While the Big Ten continues to pick petals off a daisy — To play football in the fall? To not play football in the fall? — other college programs are already in a committed relationship with the impending season.

In fact, the first college football game of the season is Saturday night, an FCS matchup of Austin Peay vs. Central Arkansas. FBS teams start playing Thursday, with teams from Conference USA and the Sun Belt Conference in action before Power Five conferences SEC, ACC and Big 12 continue on without the Big Ten and Pac-12.

Whether those seasons progress without problems remains to be seen. Spikes in positive COVID-19 tests at some universities — including more than 500 among students, faculty and staff at Alabama — have raised concern. But at least they're not in the awkward position the Big Ten is in, having released a revised 10-game conference-only schedule Aug. 5 only to delay the season to spring 2021 less than a week later.

And then Friday, just more than two weeks after the cancellation, the conference was reportedly trying to walk that decision back, potentially starting the football season as early as Thanksgiving week, per the Milwaukee Journal Sentinel.

The Big Ten has faced significant pushback from players, coaches, parents and entire universities on its decision to postpone football. Programs at Penn State, Nebraska, Iowa and Ohio State have been the most vocal about their disappointment with the choice, with Penn State athletic director Sandy Barbour even questioning whether the conference actually voted on delaying the season, or if Commissioner Kevin Warren and the presidents and chancellors just made the choice.

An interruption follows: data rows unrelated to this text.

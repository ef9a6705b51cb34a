//! ANSI sequence parser for terminal input.
//!
//! Parses raw bytes from the terminal into structured events. Supports:
//! - Printable ASCII and UTF-8 text
//! - Control bytes (Ctrl+A .. Ctrl+Z, Backspace, Null)
//! - CSI sequences with modifiers (arrows, Home/End, tilde keys)
//! - SS3 sequences (F1-F4, application-mode arrows)
//! - Bracketed paste mode
//! - Focus events

// Parser has many match arms for different terminal sequences
#![allow(clippy::match_same_arms)]
// Self is used for consistency with other methods even when not needed
#![allow(clippy::unused_self)]

use crate::input::event::{Event, PasteEvent};
use crate::input::keyboard::{KeyCode, KeyEvent, KeyModifiers};

/// Error type for input parsing.
#[derive(Clone, Debug, PartialEq, Eq)]
pub enum ParseError {
    /// Input buffer is empty.
    Empty,
    /// Incomplete sequence (need more bytes). Nothing was consumed; call
    /// again with the same bytes once more input has arrived.
    Incomplete,
    /// Unrecognized escape sequence. Skip `.0.len()` bytes to resynchronize.
    UnrecognizedSequence(Vec<u8>),
    /// Invalid UTF-8 in input. Skip one byte to resynchronize.
    InvalidUtf8,
    /// Bracketed paste grew past the parser's size limit without an end
    /// marker. The pending input should be discarded.
    PasteBufferOverflow,
}

/// Result of parsing input: the event and the number of bytes consumed.
pub type ParseResult = Result<(Event, usize), ParseError>;

/// Default limit on bracketed paste content (10 MiB).
pub const DEFAULT_MAX_PASTE_SIZE: usize = 10 * 1024 * 1024;

/// Marker a terminal sends before bracketed paste content.
pub const PASTE_START: &[u8] = b"\x1b[200~";
/// Marker a terminal sends after bracketed paste content.
pub const PASTE_END: &[u8] = b"\x1b[201~";

/// Stateless decoder from terminal bytes to [`Event`]s.
///
/// The parser never buffers input itself: when a sequence is split across
/// reads it reports [`ParseError::Incomplete`] and the caller keeps the
/// unconsumed bytes for the next call. A caller holding an unfinished
/// paste passes how much of it was already searched to
/// [`parse_resuming`](Self::parse_resuming), so a long paste arriving in
/// many reads is scanned once overall.
#[derive(Clone, Debug)]
pub struct InputParser {
    max_paste_size: usize,
}

impl Default for InputParser {
    fn default() -> Self {
        Self {
            max_paste_size: DEFAULT_MAX_PASTE_SIZE,
        }
    }
}

impl InputParser {
    /// Create a new input parser.
    #[must_use]
    pub fn new() -> Self {
        Self::default()
    }

    /// Create a parser with a custom bracketed paste size limit.
    #[must_use]
    pub fn with_max_paste_size(max_paste_size: usize) -> Self {
        Self { max_paste_size }
    }

    /// Largest bracketed paste this parser accepts, in bytes.
    #[must_use]
    pub fn max_paste_size(&self) -> usize {
        self.max_paste_size
    }

    /// Parse one event from the front of `input`.
    ///
    /// Returns the event and number of bytes consumed, or an error.
    /// Call repeatedly, advancing past consumed bytes, until
    /// `Err(ParseError::Empty)` or `Err(ParseError::Incomplete)`.
    pub fn parse(&self, input: &[u8]) -> ParseResult {
        self.parse_resuming(input, 0)
    }

    /// Like [`parse`](Self::parse), for `input` whose first `scanned` bytes
    /// were already given to a call that returned `Incomplete`.
    ///
    /// When `input` is an unfinished bracketed paste, the search for the end
    /// marker picks up where that call left off instead of starting over.
    /// `scanned` is ignored for any other input.
    pub fn parse_resuming(&self, input: &[u8], scanned: usize) -> ParseResult {
        if input.starts_with(PASTE_START) {
            return self.parse_paste(input, scanned);
        }
        let Some(&first) = input.first() else {
            return Err(ParseError::Empty);
        };

        match first {
            0x1b => self.parse_escape(input),
            0x00 => Ok((KeyEvent::key(KeyCode::Null).into(), 1)),
            0x01..=0x1a => {
                // Ctrl+A through Ctrl+Z
                let c = (first - 1 + b'a') as char;
                Ok((KeyEvent::with_ctrl(KeyCode::Char(c)).into(), 1))
            }
            0x7f => Ok((KeyEvent::key(KeyCode::Backspace).into(), 1)),
            0x20..=0x7e => Ok((KeyEvent::char(first as char).into(), 1)),
            0x80..=0xff => self.parse_utf8(input),
            _ => Ok((KeyEvent::char(first as char).into(), 1)),
        }
    }

    /// Resolve input that stopped arriving mid-sequence.
    ///
    /// A lone `ESC` is indistinguishable from the start of a sequence until
    /// the terminal goes quiet. Once it has, the caller can use this to turn
    /// a leading `ESC` into an Escape key press.
    #[must_use]
    pub fn flush_escape(&self, input: &[u8]) -> Option<(Event, usize)> {
        (input == [0x1b]).then(|| (KeyEvent::key(KeyCode::Esc).into(), 1))
    }

    /// Parse an escape sequence.
    fn parse_escape(&self, input: &[u8]) -> ParseResult {
        if input.len() == 1 {
            // Could be just Escape or start of sequence
            return Err(ParseError::Incomplete);
        }

        match input[1] {
            b'[' => self.parse_csi(input),
            b'O' => self.parse_ss3(input),
            // Alt+key: ESC <char>
            0x20..=0x7e => {
                let c = input[1] as char;
                Ok((KeyEvent::with_alt(KeyCode::Char(c)).into(), 2))
            }
            _ => Ok((KeyEvent::key(KeyCode::Esc).into(), 1)),
        }
    }

    /// Parse a CSI sequence (ESC [ ...).
    fn parse_csi(&self, input: &[u8]) -> ParseResult {
        if input.len() < 3 {
            return Err(ParseError::Incomplete);
        }

        // Final byte is in 0x40-0x7e
        let Some(end) = input[2..]
            .iter()
            .position(|b| (0x40..=0x7e).contains(b))
            .map(|i| i + 2)
        else {
            return Err(ParseError::Incomplete);
        };

        let params = &input[2..end];
        let consumed = end + 1;

        match input[end] {
            b'A' => self.parse_modified_key(params, KeyCode::Up, consumed),
            b'B' => self.parse_modified_key(params, KeyCode::Down, consumed),
            b'C' => self.parse_modified_key(params, KeyCode::Right, consumed),
            b'D' => self.parse_modified_key(params, KeyCode::Left, consumed),
            b'H' => self.parse_modified_key(params, KeyCode::Home, consumed),
            b'F' => self.parse_modified_key(params, KeyCode::End, consumed),
            b'Z' if params.is_empty() => Ok((KeyEvent::key(KeyCode::BackTab).into(), consumed)),
            b'~' => self.parse_tilde_key(params, &input[..consumed]),
            b'I' if params.is_empty() => Ok((Event::FocusGained, consumed)),
            b'O' if params.is_empty() => Ok((Event::FocusLost, consumed)),
            _ => Err(ParseError::UnrecognizedSequence(input[..consumed].to_vec())),
        }
    }

    /// Parse a key with modifiers from CSI params.
    fn parse_modified_key(&self, params: &[u8], base_key: KeyCode, consumed: usize) -> ParseResult {
        let modifiers = self.parse_modifiers(params)?;
        Ok((KeyEvent::new(base_key, modifiers).into(), consumed))
    }

    /// Parse modifiers from CSI parameter bytes.
    ///
    /// Format: `1;N` where `N = 1 + (shift ? 1 : 0) + (alt ? 2 : 0) + (ctrl ? 4 : 0)`.
    fn parse_modifiers(&self, params: &[u8]) -> Result<KeyModifiers, ParseError> {
        let s = std::str::from_utf8(params).map_err(|_| ParseError::InvalidUtf8)?;
        let mut mods = KeyModifiers::empty();
        if let Some(n) = s.split(';').nth(1).and_then(|p| p.parse::<u8>().ok()) {
            let n = n.saturating_sub(1);
            if n & 1 != 0 {
                mods |= KeyModifiers::SHIFT;
            }
            if n & 2 != 0 {
                mods |= KeyModifiers::ALT;
            }
            if n & 4 != 0 {
                mods |= KeyModifiers::CTRL;
            }
        }
        Ok(mods)
    }

    /// Parse tilde key sequences (Insert, Delete, Page Up/Down, F5+).
    fn parse_tilde_key(&self, params: &[u8], sequence: &[u8]) -> ParseResult {
        let s = std::str::from_utf8(params).map_err(|_| ParseError::InvalidUtf8)?;
        let num: u8 = s.split(';').next().and_then(|p| p.parse().ok()).unwrap_or(0);
        let modifiers = self.parse_modifiers(params)?;

        let code = match num {
            1 | 7 => KeyCode::Home,
            2 => KeyCode::Insert,
            3 => KeyCode::Delete,
            4 | 8 => KeyCode::End,
            5 => KeyCode::PageUp,
            6 => KeyCode::PageDown,
            15 => KeyCode::F(5),
            17 => KeyCode::F(6),
            18 => KeyCode::F(7),
            19 => KeyCode::F(8),
            20 => KeyCode::F(9),
            21 => KeyCode::F(10),
            23 => KeyCode::F(11),
            24 => KeyCode::F(12),
            _ => return Err(ParseError::UnrecognizedSequence(sequence.to_vec())),
        };

        Ok((KeyEvent::new(code, modifiers).into(), sequence.len()))
    }

    /// Parse SS3 sequences (ESC O ...).
    fn parse_ss3(&self, input: &[u8]) -> ParseResult {
        if input.len() < 3 {
            return Err(ParseError::Incomplete);
        }

        let code = match input[2] {
            b'P' => KeyCode::F(1),
            b'Q' => KeyCode::F(2),
            b'R' => KeyCode::F(3),
            b'S' => KeyCode::F(4),
            b'A' => KeyCode::Up,
            b'B' => KeyCode::Down,
            b'C' => KeyCode::Right,
            b'D' => KeyCode::Left,
            b'H' => KeyCode::Home,
            b'F' => KeyCode::End,
            b'M' => KeyCode::Enter,
            _ => return Err(ParseError::UnrecognizedSequence(input[..3].to_vec())),
        };

        Ok((KeyEvent::key(code).into(), 3))
    }

    /// Skip the rest of a paste: returns the number of bytes up to and
    /// including the first end marker in `input`, or `None` if it has not
    /// arrived yet.
    #[must_use]
    pub fn find_paste_end(&self, input: &[u8]) -> Option<usize> {
        find_subsequence(input, PASTE_END).map(|pos| pos + PASTE_END.len())
    }

    /// Parse bracketed paste (`ESC[200~ ... ESC[201~`).
    ///
    /// The whole paste must be present in `input`; until the end marker
    /// arrives this reports `Incomplete` without consuming anything. The
    /// content is passed through byte for byte.
    fn parse_paste(&self, input: &[u8], scanned: usize) -> ParseResult {
        let body = &input[PASTE_START.len()..];
        // An end marker missed last time can only straddle the old end.
        let from = scanned
            .saturating_sub(PASTE_START.len() + PASTE_END.len() - 1)
            .min(body.len());

        match find_subsequence(&body[from..], PASTE_END).map(|pos| from + pos) {
            Some(pos) if pos > self.max_paste_size => Err(ParseError::PasteBufferOverflow),
            Some(pos) => Ok((
                PasteEvent::new(&body[..pos]).into(),
                PASTE_START.len() + pos + PASTE_END.len(),
            )),
            None if body.len() > self.max_paste_size + PASTE_END.len() => {
                Err(ParseError::PasteBufferOverflow)
            }
            None => Err(ParseError::Incomplete),
        }
    }

    /// Parse a UTF-8 character sequence.
    fn parse_utf8(&self, input: &[u8]) -> ParseResult {
        let first = input[0];

        let expected_len = if first & 0b1110_0000 == 0b1100_0000 {
            2
        } else if first & 0b1111_0000 == 0b1110_0000 {
            3
        } else if first & 0b1111_1000 == 0b1111_0000 {
            4
        } else {
            return Err(ParseError::InvalidUtf8);
        };

        if input.len() < expected_len {
            return Err(ParseError::Incomplete);
        }

        let s = std::str::from_utf8(&input[..expected_len]).map_err(|_| ParseError::InvalidUtf8)?;
        let c = s.chars().next().ok_or(ParseError::InvalidUtf8)?;

        Ok((KeyEvent::char(c).into(), expected_len))
    }
}

/// Find a subsequence in a slice.
fn find_subsequence(haystack: &[u8], needle: &[u8]) -> Option<usize> {
    haystack
        .windows(needle.len())
        .position(|window| window == needle)
}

August has been a month of he said/she said in that way, with players speaking up about how they weren't involved enough in the decisionmaking and parents voicing their frustration at the lack of communication. A handful of Nebraska players even filed a lawsuit against the conference, trying to reverse the cancellation. There were reports of several conference schools trying to defy the Big Ten's orders and still play.

The Gophers, including coach P.J. Fleck and quarterback Tanner Morgan, have been only supportive and understanding of the Big Ten's call, saying it was difficult because everyone wants to play but that health and safety should come first.

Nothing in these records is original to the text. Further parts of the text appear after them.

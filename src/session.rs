//! Editing session: one line, one cursor, and the rules tying them together.
//!
//! # Examples
//!
//! ```
//! use line_edit::{EditCommand, EditorSession, Flow};
//!
//! let mut session = EditorSession::new();
//! session.apply(EditCommand::InsertText("helo".into())).unwrap();
//! session.apply(EditCommand::MoveLeft).unwrap();
//! session.apply(EditCommand::InsertText("l".into())).unwrap();
//! assert_eq!(session.line().as_bytes(), b"hello");
//! assert_eq!(session.col(), 4);
//!
//! assert_eq!(session.apply(EditCommand::Quit).unwrap(), Flow::Quit);
//! ```

use crate::cursor::Cursor;
use crate::error::Result;
use crate::input::{Event, KeyCode};
use crate::line::LineBuffer;
use crate::log::{LogLevel, emit_log};

/// An edit requested by the input layer.
#[derive(Clone, Debug, PartialEq, Eq)]
pub enum EditCommand {
    /// Insert a typed or pasted text fragment at the cursor.
    InsertText(Vec<u8>),
    /// Delete the byte before the cursor.
    Backspace,
    /// Move the cursor one column left.
    MoveLeft,
    /// Move the cursor one column right.
    MoveRight,
    /// End the session.
    Quit,
}

/// What the host loop should do after a command.
#[derive(Clone, Copy, Debug, PartialEq, Eq)]
pub enum Flow {
    /// Keep running.
    Continue,
    /// Stop the editor.
    Quit,
}

/// Editor state: the line being edited and the cursor inside it.
///
/// The session is the only place that mutates both, so after every
/// successful [`apply`](Self::apply) the cursor satisfies
/// `0 <= col <= line.size()`.
#[derive(Clone, Debug, Default)]
pub struct EditorSession {
    line: LineBuffer,
    cursor: Cursor,
}

impl EditorSession {
    /// Create a session with an empty line.
    #[must_use]
    pub fn new() -> Self {
        Self::default()
    }

    /// Create a session with `text` preloaded and the cursor at its end.
    pub fn with_text(text: impl AsRef<[u8]>) -> Result<Self> {
        let mut session = Self::new();
        session.insert(text.as_ref())?;
        Ok(session)
    }

    /// The line being edited.
    #[must_use]
    pub fn line(&self) -> &LineBuffer {
        &self.line
    }

    /// The cursor.
    #[must_use]
    pub fn cursor(&self) -> Cursor {
        self.cursor
    }

    /// Current cursor column.
    #[must_use]
    pub fn col(&self) -> usize {
        self.cursor.col()
    }

    /// Translate a terminal event into an edit command.
    ///
    /// Printable characters and pasted text insert; Backspace (or Ctrl+H)
    /// deletes; Left/Right move; Ctrl+Q, Ctrl+C and Escape quit. Anything
    /// else is ignored.
    #[must_use]
    pub fn command_for(event: &Event) -> Option<EditCommand> {
        match event {
            Event::Paste(paste) => Some(EditCommand::InsertText(paste.content.clone())),
            Event::Key(key) => {
                if let Some(c) = key.typed_char() {
                    return Some(EditCommand::InsertText(c.to_string().into_bytes()));
                }
                if key.is_ctrl_char('q') || key.is_ctrl_char('c') || key.is_esc() {
                    return Some(EditCommand::Quit);
                }
                if key.is_ctrl_char('h') {
                    return Some(EditCommand::Backspace);
                }
                match key.code {
                    KeyCode::Backspace => Some(EditCommand::Backspace),
                    KeyCode::Left => Some(EditCommand::MoveLeft),
                    KeyCode::Right => Some(EditCommand::MoveRight),
                    _ => None,
                }
            }
            Event::FocusGained | Event::FocusLost => None,
        }
    }

    /// Apply the command for `event`, if it maps to one.
    pub fn handle_event(&mut self, event: &Event) -> Result<Flow> {
        match Self::command_for(event) {
            Some(command) => self.apply(command),
            None => Ok(Flow::Continue),
        }
    }

    /// Apply one edit command.
    ///
    /// On error the line and cursor are unchanged and a warning is logged.
    pub fn apply(&mut self, command: EditCommand) -> Result<Flow> {
        match command {
            EditCommand::InsertText(text) => self.insert(&text)?,
            EditCommand::Backspace => self.backspace()?,
            EditCommand::MoveLeft => {
                self.cursor.move_left();
            }
            EditCommand::MoveRight => {
                self.cursor.move_right(self.line.size());
            }
            EditCommand::Quit => return Ok(Flow::Quit),
        }
        Ok(Flow::Continue)
    }

    fn insert(&mut self, text: &[u8]) -> Result<()> {
        let col = self.cursor.col();
        if let Err(err) = self.line.insert_text_after(text, col) {
            emit_log(LogLevel::Warn, &format!("insert of {} bytes rejected: {err}", text.len()));
            return Err(err);
        }
        self.cursor.advance(text.len());
        emit_log(
            LogLevel::Debug,
            &format!("inserted {} bytes at {col}, size {}", text.len(), self.line.size()),
        );
        Ok(())
    }

    fn backspace(&mut self) -> Result<()> {
        let col = self.cursor.col();
        match self.line.backspace(col) {
            Ok(removed) => {
                if removed.is_some() {
                    self.cursor.retreat();
                }
                Ok(())
            }
            Err(err) => {
                emit_log(LogLevel::Warn, &format!("backspace rejected: {err}"));
                Err(err)
            }
        }
    }
}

Yahoo Sports and other outlets have reported that while starting in late November is an option, it is still not the first choice. Starting play sometime in winter, possibly January through March, in indoor facilities could be the more realistic option. The Journal Sentinel reported an eight-game season is most likely in either case, while other outlets have ventured that 10 games could still be the play.

Ohio State athletic director Gene Smith told the Journal Sentinel the conference has discussed several plans.

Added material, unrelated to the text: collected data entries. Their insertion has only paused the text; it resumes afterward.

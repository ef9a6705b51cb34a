//! `line_edit` - single-line terminal text editor
//!
//! Edits one line of text in the terminal. Typed and pasted text is inserted
//! at the cursor, Backspace deletes before it, Left/Right move it. The line
//! is drawn on the first row with a status line below it.
//!
//! # Usage
//!
//! ```bash
//! cargo run --bin line_edit
//! cargo run --bin line_edit -- --text "hello" --log /tmp/line_edit.log
//! cargo run --bin line_edit -- --headless-smoke
//! ```
//!
//! Press Ctrl+Q, Ctrl+C or Esc to quit. The final line is printed on exit.

use line_edit::input::{PASTE_END, PASTE_START, ParseError};
use line_edit::terminal::{Screen, enable_raw_mode, is_tty, poll_readable, terminal_size};
use line_edit::{
    EditorOptions, EditorSession, Event, Flow, InputParser, LineView, LogLevel, emit_log,
    set_log_callback,
};
use std::ffi::OsString;
use std::fs::OpenOptions;
use std::io::{self, Read, Write};
use std::path::{Path, PathBuf};
use std::sync::Mutex;
use std::time::Duration;

// ============================================================================
// CLI Parsing
// ============================================================================

const HELP_TEXT: &str = "line_edit - single-line terminal text editor

USAGE:
    line_edit [OPTIONS]

OPTIONS:
    -h, --help              Print this help message and exit
    --text <TEXT>           Start with TEXT on the line, cursor at its end

    --no-alt-screen         Don't enter alternate screen
    --no-paste              Don't enable bracketed paste
    --poll-ms <N>           Input poll interval in milliseconds (default: 50)
    --log <PATH>            Append log messages to PATH

    --headless-smoke        Run headless smoke test (no TTY required)
    --headless-width <N>    View width for the smoke test (default: 80)

KEYS:
    Left / Right            Move the cursor
    Backspace               Delete the character before the cursor
    Ctrl+Q, Ctrl+C, Esc     Quit

EXAMPLES:
    line_edit                           # Empty line
    line_edit --text hello              # Edit \"hello\"
    line_edit --headless-smoke          # CI smoke test
";

/// Application configuration parsed from command-line arguments.
#[derive(Clone, Debug)]
pub struct Config {
    // Editing
    pub initial_text: String,

    // Terminal options
    pub use_alt_screen: bool,
    pub bracketed_paste: bool,
    pub poll_interval: Duration,

    // Diagnostics
    pub log_path: Option<PathBuf>,

    // Headless/testing
    pub headless_smoke: bool,
    pub headless_width: usize,
}

impl Default for Config {
    fn default() -> Self {
        let options = EditorOptions::default();
        Self {
            initial_text: String::new(),
            use_alt_screen: options.use_alt_screen,
            bracketed_paste: options.bracketed_paste,
            poll_interval: options.poll_interval,
            log_path: None,
            headless_smoke: false,
            headless_width: 80,
        }
    }
}

/// Result of CLI parsing.
pub enum ParseResult {
    /// Successfully parsed configuration.
    Config(Config),
    /// User requested help.
    Help,
    /// Parse error with message.
    Error(String),
}

impl Config {
    /// Parse configuration from command-line arguments.
    pub fn from_args<I>(args: I) -> ParseResult
    where
        I: IntoIterator<Item = OsString>,
    {
        let mut config = Self::default();
        let mut args = args.into_iter();

        // Skip program name
        args.next();

        while let Some(arg) = args.next() {
            let arg_str = arg.to_string_lossy();

            match arg_str.as_ref() {
                "-h" | "--help" => return ParseResult::Help,

                "--text" => match args.next() {
                    Some(v) => config.initial_text = v.to_string_lossy().to_string(),
                    None => return ParseResult::Error("--text requires a value".to_string()),
                },

                "--no-alt-screen" => config.use_alt_screen = false,
                "--no-paste" => config.bracketed_paste = false,

                "--poll-ms" => {
                    let value = match args.next() {
                        Some(v) => v.to_string_lossy().to_string(),
                        None => return ParseResult::Error("--poll-ms requires a value".to_string()),
                    };
                    match value.parse::<u64>() {
                        Ok(n) if n > 0 => config.poll_interval = Duration::from_millis(n),
                        _ => {
                            return ParseResult::Error(format!(
                                "Invalid --poll-ms value: {value} (must be positive integer)"
                            ));
                        }
                    }
                }

                "--log" => match args.next() {
                    Some(v) => config.log_path = Some(PathBuf::from(v)),
                    None => return ParseResult::Error("--log requires a path".to_string()),
                },

                "--headless-smoke" => config.headless_smoke = true,
                "--headless-width" => {
                    let value = match args.next() {
                        Some(v) => v.to_string_lossy().to_string(),
                        None => {
                            return ParseResult::Error(
                                "--headless-width requires a value".to_string(),
                            );
                        }
                    };
                    match value.parse::<usize>() {
                        Ok(n) if n > 0 => config.headless_width = n,
                        _ => {
                            return ParseResult::Error(format!(
                                "Invalid --headless-width value: {value} (must be positive integer)"
                            ));
                        }
                    }
                }

                other => {
                    if other.starts_with('-') {
                        return ParseResult::Error(format!("Unknown option: {other}"));
                    }
                    return ParseResult::Error(format!("Unexpected argument: {other}"));
                }
            }
        }

        ParseResult::Config(config)
    }

    /// Get terminal options from config.
    #[must_use]
    pub fn editor_options(&self) -> EditorOptions {
        EditorOptions {
            use_alt_screen: self.use_alt_screen,
            bracketed_paste: self.bracketed_paste,
            poll_interval: self.poll_interval,
            ..EditorOptions::default()
        }
    }
}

"No leader. Just multiple ideas," Smith said. "Working closely with our television partners."

Per an Associated Press report, any plan would need approval from university presidents and chancellors, and the Big Ten is still committed to playing only if certain coronavirus prevention standards, from transmission rates to testing capacity and accuracy, come to fruition in the 11 states housing all 14 member schools.

Coaches, though, are still eager to start the season as soon as possible, which will allow for minimal impact on the fall 2021 season.